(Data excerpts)

⟨

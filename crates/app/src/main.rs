use std::sync::Arc;

use backend::{ApiConfig, Backend};
use dioxus::LaunchBuilder;
use dioxus::logger::tracing::Level;
use services::{AppServices, Clock, SessionStore};
use tracing::info;
use ui::{App, UiApp, build_app_context};

#[cfg(target_arch = "wasm32")]
mod cookie_store {
    use services::SessionStore;
    use taskboard_core::model::{
        SessionPersistence, clear_persistence_cookie, clear_session_cookie, persistence_cookie,
        persistence_from_cookies, session_cookie, token_from_cookies,
    };
    use tracing::warn;
    use wasm_bindgen::JsCast;
    use web_sys::HtmlDocument;

    /// Keeps the bearer token in the `token` cookie and its flow next to it.
    pub struct CookieSessionStore {
        secure: bool,
    }

    impl CookieSessionStore {
        pub fn new(secure: bool) -> Self {
            Self { secure }
        }

        fn write(&self, cookie: &str) {
            let Some(document) = html_document() else {
                warn!("no document; session cookie not written");
                return;
            };
            if let Err(err) = document.set_cookie(cookie) {
                warn!(?err, "failed to write session cookie");
            }
        }
    }

    fn html_document() -> Option<HtmlDocument> {
        web_sys::window()?
            .document()?
            .dyn_into::<HtmlDocument>()
            .ok()
    }

    impl SessionStore for CookieSessionStore {
        fn load(&self) -> Option<(String, SessionPersistence)> {
            let cookies = html_document()?.cookie().ok()?;
            let token = token_from_cookies(&cookies)?;
            Some((token, persistence_from_cookies(&cookies)))
        }

        fn save(&self, token: &str, persistence: SessionPersistence) {
            self.write(&session_cookie(token, persistence, self.secure));
            self.write(&persistence_cookie(persistence, self.secure));
        }

        fn clear(&self) {
            self.write(&clear_session_cookie());
            self.write(&clear_persistence_cookie());
        }
    }
}

#[cfg(target_arch = "wasm32")]
fn session_store(config: &ApiConfig) -> Arc<dyn SessionStore> {
    Arc::new(cookie_store::CookieSessionStore::new(config.secure_cookie))
}

// Native builds have no cookie jar; the session lasts as long as the process.
#[cfg(not(target_arch = "wasm32"))]
fn session_store(_config: &ApiConfig) -> Arc<dyn SessionStore> {
    Arc::new(services::MemorySessionStore::new())
}

fn main() {
    dioxus::logger::init(Level::INFO).ok();

    let config = ApiConfig::from_env();
    info!(api = %config.base_url, "starting taskboard");

    let backend = Backend::http(&config);
    let services = AppServices::new(&backend, Clock::default_clock(), session_store(&config));
    let app: Arc<dyn UiApp> = Arc::new(services);
    let context = build_app_context(&app);

    LaunchBuilder::new().with_context(context).launch(App);
}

⟩

*Task to complete*.
Every line above must be repeated exactly as it appears.

*Answer to the exercise*.
filename crates/app/src/main.rs
use std::sync::Arc;

use backend::{ApiConfig, Backend};
use dioxus::LaunchBuilder;
use dioxus::logger::tracing::Level;
use services::{AppServices, Clock, SessionStore};
use tracing::info;
use ui::{App, UiApp, build_app_context};

#[cfg(target_arch = "wasm32")]
mod cookie_store {
    use services::SessionStore;
    use taskboard_core::model::{
        SessionPersistence, clear_persistence_cookie, clear_session_cookie, persistence_cookie,
        persistence_from_cookies, session_cookie, token_from_cookies,
    };
    use tracing::warn;
    use wasm_bindgen::JsCast;
    use web_sys::HtmlDocument;

    /// Keeps the bearer token in the `token` cookie and its flow next to it.
    pub struct CookieSessionStore {
        secure: bool,
    }

    impl CookieSessionStore {
        pub fn new(secure: bool) -> Self {
            Self { secure }
        }

        fn write(&self, cookie: &str) {
            let Some(document) = html_document() else {
                warn!("no document; session cookie not written");
                return;
            };
            if let Err(err) = document.set_cookie(cookie) {
                warn!(?err, "failed to write session cookie");
            }
        }
    }

    fn html_document() -> Option<HtmlDocument> {
        web_sys::window()?
            .document()?
            .dyn_into::<HtmlDocument>()
            .ok()
    }

    impl SessionStore for CookieSessionStore {
        fn load(&self) -> Option<(String, SessionPersistence)> {
            let cookies = html_document()?.cookie().ok()?;
            let token = token_from_cookies(&cookies)?;
            Some((token, persistence_from_cookies(&cookies)))
        }

        fn save(&self, token: &str, persistence: SessionPersistence) {
            self.write(&session_cookie(token, persistence, self.secure));
            self.write(&persistence_cookie(persistence, self.secure));
        }

        fn clear(&self) {
            self.write(&clear_session_cookie());
            self.write(&clear_persistence_cookie());
        }
    }
}

#[cfg(target_arch = "wasm32")]
fn session_store(config: &ApiConfig) -> Arc<dyn SessionStore> {
    Arc::new(cookie_store::CookieSessionStore::new(config.secure_cookie))
}

// Native builds have no cookie jar; the session lasts as long as the process.
#[cfg(not(target_arch = "wasm32"))]
fn session_store(_config: &ApiConfig) -> Arc<dyn SessionStore> {
    Arc::new(services::MemorySessionStore::new())
}

fn main() {
    dioxus::logger::init(Level::INFO).ok();

    let config = ApiConfig::from_env();
    info!(api = %config.base_url, "starting taskboard");

    let backend = Backend::http(&config);
    let services = AppServices::new(&backend, Clock::default_clock(), session_store(&config));
    let app: Arc<dyn UiApp> = Arc::new(services);
    let context = build_app_context(&app);

    LaunchBuilder::new().with_context(context).launch(App);
}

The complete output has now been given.